Differenze tecniche e tempistiche tra botox e filler

Esiste una distinzione sostanziale tra le metodologie utilizzate in medicina estetica. “Il botox è una tossina che ha la capacità di inibire la contrazione muscolare permettendo di distendere tutte le rughe, anche quelle più profonde, dovute dal movimento del volto”, spiega Marco Ferretti. Al contrario, i filler agiscono con un effetto liftante, permettendo di modellare i lineamenti di zone come mandibola, naso e labbra. Per le rughe più superficiali si utilizza spesso un mix di acido ialuronico e collagene. Fondamentale è il rispetto del timing: mentre il filler può essere associato a trattamenti come l’high peeling, il botox richiede almeno due settimane di anticipo per consentire alla sostanza di stabilizzarsi correttamente nei tessuti di viso e collo.

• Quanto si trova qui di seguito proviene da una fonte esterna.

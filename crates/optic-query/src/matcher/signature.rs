//! Positional parameter and thrown-type constraints shared by callables.

use optic_model::{TypeDescriptor, TypeId};

use crate::matcher::{MatchContext, SharedMatcher};

/// Optional positional constraints over a type sequence.
///
/// When configured, the sequence length must equal the configured arity
/// exactly; an absent slot matcher accepts any type at that position.
/// Unconfigured means any arity.
pub(crate) struct SignatureFilter {
    slots: Option<Vec<Option<SharedMatcher<TypeDescriptor>>>>,
}

impl Clone for SignatureFilter {
    fn clone(&self) -> Self {
        Self {
            slots: self.slots.clone(),
        }
    }
}

impl Default for SignatureFilter {
    fn default() -> Self {
        Self { slots: None }
    }
}

impl SignatureFilter {
    pub(crate) fn set(&mut self, slots: Vec<Option<SharedMatcher<TypeDescriptor>>>) {
        self.slots = Some(slots);
    }

    pub(crate) fn matches(&self, sequence: &[TypeId], ctx: &MatchContext<'_>) -> bool {
        let slots = match &self.slots {
            Some(slots) => slots,
            None => return true,
        };

        if slots.len() != sequence.len() {
            return false;
        }

        slots.iter().zip(sequence).all(|(slot, &ty)| match slot {
            None => true,
            Some(matcher) => match ctx.introspector().wrap_type(ty) {
                Ok(desc) => matcher.matches(&desc, ctx),
                // A type the provider cannot describe matches nothing.
                Err(_) => false,
            },
        })
    }
}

Cura del collo e filosofia della bellezza naturale

L’intervento estetico non riguarda solo il volto, ma si estende con efficacia anche a collo e décolleté attraverso protocolli di biorivitalizzazione e bioristrutturazione. L’impiego di aminoacidi, vitamine e acido ialuronico, spesso veicolati tramite l’elettroporazione per superare la naturale barriera cutanea, permette di contrastare i segni del tempo in modo innovativo. Infine, per quanto riguarda il look finale, il dottore suggerisce un approccio sobrio: “Sono un fautore dell’aspetto nature; pertanto propendo per un trucco molto leggero che metta in giusto risalto i trattamenti estetici a cui il paziente si è sottoposto, conservando anche il proprio colorito naturale”. In medicina estetica non esistono regole universali, poiché ogni individuo deve essere valorizzato esaltandone il fascino personale e le proprie peculiarità.